We crossed at Sumas crossing through Abbotsford early on our first day and stopped at the IGA and the liquor store right after the border. From there, there is another 45min drive to the Glacier visitor center. I strongly recommend stopping to check on updated conditions about the trails and the roads.
Weather wasn’t quite on our side at that time, so we had a long 30min chat with the park ranger to discuss various possibilities of trails and camping spots for a rainy day. We decided to start in the valley instead of going up in the Mt. Baker alpine area. We knew the rain would come in early in the evening, so we chose to hike the Nooksack Cirque Trail, which follows the river on a pretty flat and covered trail. We were told at the visitor center that the first portion of the trail consisted of a long traverse on a very narrow log – and that this could take us up to 15min. With our big packs, the only safe way to cross was to sit down and slowly cross the log. She was right – it took us a good 15-20min in total for both of us to head on the other side of the creek.

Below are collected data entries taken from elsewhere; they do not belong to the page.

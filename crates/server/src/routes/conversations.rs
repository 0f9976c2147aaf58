// crates/server/src/routes/conversations.rs
//! Conversation list, search and transcripts.

use std::sync::Arc;

use axum::{
    extract::{Path, Query, State},
    routing::get,
    Json, Router,
};
use chrono::Utc;
use crysta_view_core::{ConversationListResponse, Lead, TranscriptMessage};
use crysta_view_db::ConversationFilters;
use serde::Deserialize;

use super::{clamp_page_size, parse_city, parse_page, parse_status};
use crate::error::{or_default, or_fallback, ApiError, ApiResult};
use crate::state::AppState;

#[derive(Debug, Default, Deserialize)]
#[serde(rename_all = "camelCase")]
pub struct ConversationsQuery {
    pub page: Option<usize>,
    pub page_size: Option<usize>,
    pub search: Option<String>,
    pub status: Option<String>,
    pub city: Option<String>,
    pub min_messages: Option<usize>,
    pub date_from: Option<String>,
    pub date_to: Option<String>,
}

impl ConversationsQuery {
    pub fn filters(&self) -> ApiResult<ConversationFilters> {
        Ok(ConversationFilters {
            lead_status: parse_status(self.status.as_deref())?,
            city: parse_city(self.city.clone()),
            min_messages: self.min_messages,
            date_from: self.date_from.clone(),
            date_to: self.date_to.clone(),
        })
    }

    pub fn search_term(&self) -> Option<&str> {
        self.search
            .as_deref()
            .map(str::trim)
            .filter(|s| !s.is_empty())
    }
}

/// GET /api/conversations - a page of conversations. A non-blank `search`
/// also matches message text and ignores the other filters.
pub async fn list(
    State(state): State<Arc<AppState>>,
    Query(query): Query<ConversationsQuery>,
) -> ApiResult<Json<ConversationListResponse>> {
    let filters = query.filters()?;
    let page = parse_page(query.page)?;
    let page_size = clamp_page_size(query.page_size);

    let result = match query.search_term() {
        Some(term) => state.db.search_conversations(term, page, page_size).await,
        None => {
            state
                .db
                .conversation_list(page, page_size, None, &filters)
                .await
        }
    };
    Ok(Json(or_fallback(
        "conversations",
        result,
        ConversationListResponse::empty(page, page_size),
    )))
}

/// GET /api/conversations/{session_id}/messages - transcript, oldest first.
pub async fn messages(
    State(state): State<Arc<AppState>>,
    Path(session_id): Path<String>,
) -> Json<Vec<TranscriptMessage>> {
    Json(or_default(
        "conversation_messages",
        state.db.conversation_transcript(&session_id, Utc::now()).await,
    ))
}

/// GET /api/conversations/{session_id}/lead - the lead behind a session.
pub async fn lead(
    State(state): State<Arc<AppState>>,
    Path(session_id): Path<String>,
) -> ApiResult<Json<Lead>> {
    state
        .db
        .conversation_lead(&session_id)
        .await?
        .map(Json)
        .ok_or_else(|| ApiError::NotFound(format!("No lead for session {session_id}")))
}

pub fn router() -> Router<Arc<AppState>> {
    Router::new()
        .route("/conversations", get(list))
        .route("/conversations/{session_id}/messages", get(messages))
        .route("/conversations/{session_id}/lead", get(lead))
}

From there the trail is very straight forward, mainly flat (although you will feel a slight constant elevation gain throughout) and very easy to follow.
It took us just under 2hrs at slow pace to arrive to our campsite. Eventually you will start hearing the creek getting closer on your right hand side – the trail then gets by the side of the river bank and opens up in small campsite areas. These are not official camp spots, but they are very well set up for a tent and a small cooking area. The good thing about this trail is that the trailhead is not part of any official national park or forest : you don’t need to pay to leave your car at the trailhead.
Up to here we hiked abour 3.5miles, and we explore a bit more the river area to see how far we could hike up towards the cirque. Unfortunately the water level was too high for us to easily cross and the official trail is over at that point – you can either risk the river crossing and bushwhack if you feel like it. The rain had started already and we decided to enjoy our camp and a nice warm dinner!
We only saw 2 small groups of hikers on the trail when we were there. We were the only ones at the campsites too, so it was a very relaxing and wilderness experience.